Background/Purpose IL-21 is a cytokine produced by activated CD4+ T cells and T follicular helper cells (TFh) that has been implicated in several autoimmune diseases including rheumatoid arthritis (RA). IL-21 regulates antibody production by B cells and induces osteoclastogenesis, mechanisms that contribute to rheumatoid arthritis (RA) pathology. Importantly, IL-21R blockade ameliorates arthritis in mice. Here we investigated the functional characteristics of synovial CD4+ IL-21 + T cells in RA.

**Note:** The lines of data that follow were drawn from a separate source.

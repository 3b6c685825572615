//! Storage implementations built on the traits in `pizzeria_core::storage`.
//!
//! - [`cached`]: the query-caching [`ProductRepository`]
//! - [`inmemory`]: an in-process [`pizzeria_core::storage::ProductStore`] for
//!   tests and local development

pub mod cached;
pub mod inmemory;

pub use cached::ProductRepository;
pub use inmemory::InMemoryProductStore;
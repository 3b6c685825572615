//! pizzeria-client CLI entry point.

use std::sync::Arc;

use anyhow::Result;
use clap::Parser;
use pizzeria::{Config, MemoryCache, ProductRepository};
use pizzeria_client::cli::products::{new_product, product_update, ProductsAction};
use pizzeria_client::cli::{Cli, Commands};
use pizzeria_client::output::{render_product, render_products};
use pizzeria_client::RestProductStore;
use tracing_subscriber::{layer::SubscriberExt, util::SubscriberInitExt};

#[tokio::main]
async fn main() -> Result<()> {
    let cli = Cli::parse();

    // Logs go to stderr so stdout stays parseable.
    tracing_subscriber::registry()
        .with(
            tracing_subscriber::EnvFilter::try_from_default_env()
                .unwrap_or_else(|_| "pizzeria=info,pizzeria_client=info".into()),
        )
        .with(tracing_subscriber::fmt::layer().with_writer(std::io::stderr))
        .init();

    let config = Config::from_env();
    let store = RestProductStore::new(&cli.store_url, cli.api_key.as_str())?;
    tracing::debug!(endpoint = %store.endpoint(), "Using product store");

    let store = Arc::new(store);
    let cache = Arc::new(MemoryCache::new(config.cache_max_entries)?);
    let repo = ProductRepository::new(store, cache, config.cache_ttl());

    match cli.command {
        Commands::Products(products_cmd) => match products_cmd.action {
            ProductsAction::List => {
                let products = repo.list().await?;
                println!("{}", render_products(&products, cli.format)?);
            }
            ProductsAction::Get { id } => {
                let product = repo.get(id).await?;
                println!("{}", render_product(&product, cli.format)?);
            }
            ProductsAction::Create { name, price, image } => {
                let input = new_product(&name, &price, image)?;
                let product = repo.create(&input).await?;
                if !cli.quiet {
                    tracing::info!(product_id = product.id, "Created product");
                }
                println!("{}", render_product(&product, cli.format)?);
            }
            ProductsAction::Update {
                id,
                name,
                price,
                image,
                clear_image,
            } => {
                let update = product_update(id, name, price.as_deref(), image, clear_image)?;
                let product = repo.update(&update).await?;
                if !cli.quiet {
                    tracing::info!(product_id = product.id, "Updated product");
                }
                println!("{}", render_product(&product, cli.format)?);
            }
            ProductsAction::Delete { id } => {
                repo.delete(id).await?;
                if !cli.quiet {
                    println!("Deleted product {}", id);
                }
            }
        },
    }

    Ok(())
}
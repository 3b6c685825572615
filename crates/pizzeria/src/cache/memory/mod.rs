//! In-memory cache backend.
//!
//! Provides a thread-safe LRU cache with optional TTL for single-process use.

mod cache;

pub use cache::MemoryCache;
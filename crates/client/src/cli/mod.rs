//! CLI command definitions.

pub mod products;

use clap::{Parser, Subcommand, ValueEnum};

/// CLI client for the pizzeria product catalogue.
#[derive(Debug, Parser)]
#[command(name = "pizzeria-client")]
#[command(about = "CLI client for the pizzeria product catalogue", long_about = None)]
pub struct Cli {
    /// Remote store base URL.
    #[arg(long, env = "PIZZERIA_STORE_URL")]
    pub store_url: String,

    /// Remote store API key.
    #[arg(long, env = "PIZZERIA_API_KEY", hide_env_values = true)]
    pub api_key: String,

    /// Output format.
    #[arg(long, default_value = "pretty")]
    pub format: OutputFormat,

    /// Suppress non-essential output.
    #[arg(long)]
    pub quiet: bool,

    #[command(subcommand)]
    pub command: Commands,
}

/// Output format options.
#[derive(Debug, Clone, Copy, Default, PartialEq, Eq, ValueEnum)]
pub enum OutputFormat {
    /// Raw JSON output.
    Json,
    /// Human-readable output.
    #[default]
    Pretty,
}

/// Available commands.
#[derive(Debug, Subcommand)]
pub enum Commands {
    /// Menu item management.
    Products(products::ProductsCommand),
}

Methods Matched peripheral blood (PB) and synovial fluid (SF) from 13 RA and 6 psoriatic arthritis (PsA) patients, and PB of 17 healthy control (HC) subjects were stimulated with PMA/Ionomycin/brefeldin A and intracellular cytokine production assessed by FACS. STAT3-dependent IL-21 production by SF CD4+ T cells was investigated by using a STAT3 specific inhibitor (WP1066). The effects of IL-21 were evaluated on cytokine and matrix metalloproteinase (MMP) release by RA synovial biopsies. In addition, the capacity of sorted RA SF IL-21 + or IL-21-CD4+ T cells in mediator release by fibroblast-like synoviocytes (FLS) was evaluated in co-cultures. IL-21, IL-6 and MMP-1 and MMP-3 concentrations were assessed by ELISA.
Results The frequency of both SF IL-21 + CD4+ or IL-21 + TNF-a + CD4+ T cells in RA was significantly higher compared to PsA (p = 0.0140 and p = 0.0038, respectively). STAT3-specific inhibitor blocked significantly the production of IL-21 by SF CD4+ T cells. Synovial IL-21 + CD4+ T cells did not phenotypically fit the TFh cell paradigm in that they did not co-express CXCR5 and ICOS. The levels of SF IL-21 were associated with CRP, MMP-1 and MMP-3. Related to this, IL-21 selectively induced MMP-1 and MMP-3 secretion by RA synovial biopsies. Sorted SF IL-21 + CD4+ T cells induced specifically the release of MMP-1 and MMP-3 by FLS compared to medium (both p < 0.0001) while IL-21-CD4+ T cells were not able to induce these MMPs. In addition, the capacity of IL-21 + and IL-21- CD4+ T cells to induce IL-6 production by FLS was similar.
Conclusion The results of this study support the notion that RA IL-21-producing CD4 T cells are involved in promoting joint destruction by inducing MMP release. Therefore IL-21 might be a therapeutic target in RA.